In January 2015, Roche spent 1 billion USD on a 56% stake in Foundation Medicine, expecting revenue of more than 85 million USD.
Professional association's initiative
The American Society of Clinical Oncology’s (ASCO) CancerLinQ is a platform designed to extract patient data from electronic health records, anonymize and aggregate the data from oncology practices. It is expecting that oncologists will be able to interrogate CancerLinQ to see the effects of specific interventions, to review how their own treatment approaches stack up against established care standards, and to develop hypotheses for further study. Aggregating such large amounts of data, integrating them with other types of information, including doctors' notes and biomarker repositories should help to reveal the effectiveness of particular drugs or approaches.
“Much of what we know about treating cancer comes from clinical trials that enroll just 3% of the patients diagnosed with cancer every year,” according to Dr Clifford Hudis, who serves on CancerLinQ's board of governors. “With CancerLinQ, we're trying to learn from the remaining 97% who don't participate in these studies.”
An initial group of 15 practices of varying sizes are participating in the system, which ASCO expects to contain 500,000 patient records by 2016.

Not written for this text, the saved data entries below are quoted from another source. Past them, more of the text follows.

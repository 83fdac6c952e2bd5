//! Service wiring
//!
//! Owns the shared store handle and the embedding provider, and hands
//! both to the ingestion and search engines. The store's lifecycle (open
//! at service start, dropped at shutdown) belongs here, not to each
//! operation.

use crate::config::ServiceConfig;
use crate::embed::{EmbedError, EmbeddingProvider, HttpEmbeddingClient};
use crate::graph::GraphStore;
use crate::ingest::{CandidateId, IngestEngine, IngestError};
use crate::search::{SearchEngine, SearchError, SearchParams, SearchResult};
use std::sync::Arc;
use tokio::sync::RwLock;

pub struct TalentGraphService {
    store: Arc<RwLock<GraphStore>>,
    ingest: IngestEngine,
    search: SearchEngine,
    config: ServiceConfig,
}

impl TalentGraphService {
    /// Build the service with the configured HTTP embedding client
    pub fn new(config: ServiceConfig) -> Result<Self, EmbedError> {
        let embedder: Arc<dyn EmbeddingProvider> =
            Arc::new(HttpEmbeddingClient::new(&config.embed)?);
        Ok(Self::with_embedder(config, embedder))
    }

    /// Build the service around an explicit embedding provider
    pub fn with_embedder(config: ServiceConfig, embedder: Arc<dyn EmbeddingProvider>) -> Self {
        let store = Arc::new(RwLock::new(GraphStore::new()));
        let ingest = IngestEngine::new(Arc::clone(&store), Arc::clone(&embedder));
        let search = SearchEngine::new(Arc::clone(&store), embedder);
        Self {
            store,
            ingest,
            search,
            config,
        }
    }

    /// Shared handle to the underlying store
    pub fn store(&self) -> Arc<RwLock<GraphStore>> {
        Arc::clone(&self.store)
    }

    /// Ingest one analysis report; returns the new candidate's id
    pub async fn ingest(
        &self,
        report_text: &str,
        resume_url: &str,
        analysis_url: &str,
        years_of_experience: f64,
    ) -> Result<CandidateId, IngestError> {
        self.ingest
            .ingest(report_text, resume_url, analysis_url, years_of_experience)
            .await
    }

    /// Search candidates; `top_k` falls back to the configured default
    pub async fn search(
        &self,
        params: &SearchParams,
        from_experience: f64,
        to_experience: Option<f64>,
        top_k: Option<usize>,
        similarity_threshold: f64,
    ) -> Result<Vec<SearchResult>, SearchError> {
        self.search
            .search(
                params,
                from_experience,
                to_experience,
                top_k.unwrap_or(self.config.default_top_k),
                similarity_threshold,
            )
            .await
    }
}

#[cfg(test)]
mod tests {
    use super::*;
    use crate::embed::EmbedResult;
    use async_trait::async_trait;

    struct FixedEmbedder;

    #[async_trait]
    impl EmbeddingProvider for FixedEmbedder {
        async fn embed(&self, _text: &str) -> EmbedResult<Vec<f32>> {
            Ok(vec![1.0, 0.0])
        }

        fn dimensions(&self) -> usize {
            2
        }
    }

    #[tokio::test]
    async fn test_service_wires_both_paths_over_one_store() {
        let service =
            TalentGraphService::with_embedder(ServiceConfig::default(), Arc::new(FixedEmbedder));

        let report = "=== CANDIDATE PROFILE ===\nName: Jane Doe\n\n=== SKILLS ===\nPython\n";
        let id = service.ingest(report, "r", "a", 3.0).await.unwrap();

        let params = SearchParams {
            name: Some(crate::search::TextCriterion::One("Jane".to_string())),
            ..SearchParams::default()
        };
        let results = service.search(&params, 0.0, None, None, 0.4).await.unwrap();
        assert_eq!(results.len(), 1);
        assert_eq!(results[0].candidate_id, id);
        assert_eq!(results[0].scores.total_score, 1.0);
    }
}
//! HTTP embedding client

use super::{EmbedConfig, EmbedError, EmbedProvider, EmbedResult, EmbeddingProvider};
use async_trait::async_trait;
use reqwest::Client;
use serde::{Deserialize, Serialize};
use std::time::Duration;

/// Client for OpenAI- and Ollama-compatible embedding endpoints
pub struct HttpEmbeddingClient {
    client: Client,
    provider: EmbedProvider,
    model: String,
    api_key: Option<String>,
    api_base_url: String,
    dimensions: usize,
}

impl HttpEmbeddingClient {
    /// Create a new embedding client based on configuration
    pub fn new(config: &EmbedConfig) -> EmbedResult<Self> {
        let client = Client::builder()
            .timeout(Duration::from_secs(config.timeout_secs))
            .build()
            .map_err(|e| EmbedError::ConfigError(e.to_string()))?;

        let api_base_url = config.api_base_url.clone().unwrap_or_else(|| {
            match config.provider {
                EmbedProvider::OpenAI => "https://api.openai.com/v1".to_string(),
                EmbedProvider::Ollama => "http://localhost:11434".to_string(),
            }
        });

        Ok(Self {
            client,
            provider: config.provider,
            model: config.model.clone(),
            api_key: config.api_key.clone(),
            api_base_url,
            dimensions: config.dimensions,
        })
    }

    async fn openai_embedding(&self, text: &str) -> EmbedResult<Vec<f32>> {
        #[derive(Serialize)]
        struct OpenAIRequest<'a> {
            input: &'a str,
            model: &'a str,
        }

        #[derive(Deserialize)]
        struct OpenAIResponse {
            data: Vec<OpenAIData>,
        }

        #[derive(Deserialize)]
        struct OpenAIData {
            embedding: Vec<f32>,
        }

        let api_key = self
            .api_key
            .as_ref()
            .ok_or_else(|| EmbedError::ConfigError("OpenAI requires API key".to_string()))?;

        let url = format!("{}/embeddings", self.api_base_url);
        let resp = self
            .client
            .post(&url)
            .header("Authorization", format!("Bearer {}", api_key))
            .json(&OpenAIRequest {
                input: text,
                model: &self.model,
            })
            .send()
            .await
            .map_err(|e| EmbedError::NetworkError(e.to_string()))?;

        if !resp.status().is_success() {
            let error_text = resp.text().await.unwrap_or_default();
            return Err(EmbedError::ApiError(format!(
                "OpenAI returned error: {}",
                error_text
            )));
        }

        let result: OpenAIResponse = resp
            .json()
            .await
            .map_err(|e| EmbedError::SerializationError(e.to_string()))?;
        result
            .data
            .into_iter()
            .next()
            .map(|d| d.embedding)
            .ok_or_else(|| EmbedError::ApiError("OpenAI returned no embedding".to_string()))
    }

    async fn ollama_embedding(&self, text: &str) -> EmbedResult<Vec<f32>> {
        #[derive(Serialize)]
        struct OllamaRequest<'a> {
            model: &'a str,
            prompt: &'a str,
        }

        #[derive(Deserialize)]
        struct OllamaResponse {
            embedding: Vec<f32>,
        }

        let url = format!("{}/api/embeddings", self.api_base_url);
        let resp = self
            .client
            .post(&url)
            .json(&OllamaRequest {
                model: &self.model,
                prompt: text,
            })
            .send()
            .await
            .map_err(|e| EmbedError::NetworkError(e.to_string()))?;

        if !resp.status().is_success() {
            let error_text = resp.text().await.unwrap_or_default();
            return Err(EmbedError::ApiError(format!(
                "Ollama returned error: {}",
                error_text
            )));
        }

        let result: OllamaResponse = resp
            .json()
            .await
            .map_err(|e| EmbedError::SerializationError(e.to_string()))?;
        Ok(result.embedding)
    }
}

#[async_trait]
impl EmbeddingProvider for HttpEmbeddingClient {
    async fn embed(&self, text: &str) -> EmbedResult<Vec<f32>> {
        let vector = match self.provider {
            EmbedProvider::OpenAI => self.openai_embedding(text).await?,
            EmbedProvider::Ollama => self.ollama_embedding(text).await?,
        };

        if vector.len() != self.dimensions {
            return Err(EmbedError::ApiError(format!(
                "provider returned {} dimensions, expected {}",
                vector.len(),
                self.dimensions
            )));
        }

        Ok(vector)
    }

    fn dimensions(&self) -> usize {
        self.dimensions
    }
}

Big data needs big computing, and in 2013 IBM formed a separate business unit (IBM Watson Health) to focus on commercial opportunities in cancer for its Watson cognitive computing system, which combines natural language and learning capabilities. Watson's store of biomedical knowledge includes every abstract in the PubMed, the US National Cancer Institute's Drug Dictionary, the entire catalogue of somatic cancer mutations in the COSMIC (Catalogue of Somatic Mutations in Cancer) database, which is curated by the Wellcome Trust Sanger Institute, in Cambridge, UK, and data from many other sources.
Physicians at the Memorial Sloan Kettering Cancer Centre and at the MD Anderson Cancer Center are training Watson to become a clinical support tool, which entails presenting the computer with anonymized and hypothetical cases. But oncologists caution that Watson isn't ready for prime time yet. In particular, Watson's capacity for natural language processing remains a work in progress.
One of the major challenges facing cancer research is how to match patients with targeted drugs that act on rare mutations, because enrolling enough of these patients in clinical trials is not easy. But one group of hospitals has found a way to get round the problem.
Launched in 2014 by the Moffitt Cancer Center, in Tampa, Florida, the Oncology Research Information Exchange Network (ORIEN) comprises nine academic cancer centers. Patients provide clinical data and tissue samples for analysis, and importantly agree to life-long follow-up, which allows patients to be recruited into new trials geared to their own genetic profile.
Moffitt developed the protocol in 2003 and created a company, M2Gen, to handle the analyses and tissue storage in 2006. The development of ORIEN gives this protocol a national reach in the US, with about 130,000 people enrolled so far. Member centers share clinical and molecular data, so they can collaborate on research questions.
Extracting clinical insights from big data, and using them to guide treatments, does not come cheaply. For example, Foundation Medicine charges nearly 6,000 USD to sequence and interpret the data from a single solid tumour, and more than 7,000 USD for haematological malignancy. However, the technologies tend to become cheaper from a year to year.
The cost of new anticancer drugs often have price tags of more than 100,000 USD per patient per year. Some countries may bargain far more aggressively with drug companies to bring down prices, or reject the drugs altogether on a cost basis, through agencies such as the UK National Institute for Health and Care Excellence.
Ideally, big money will buy big gains in personalised treatments and cures.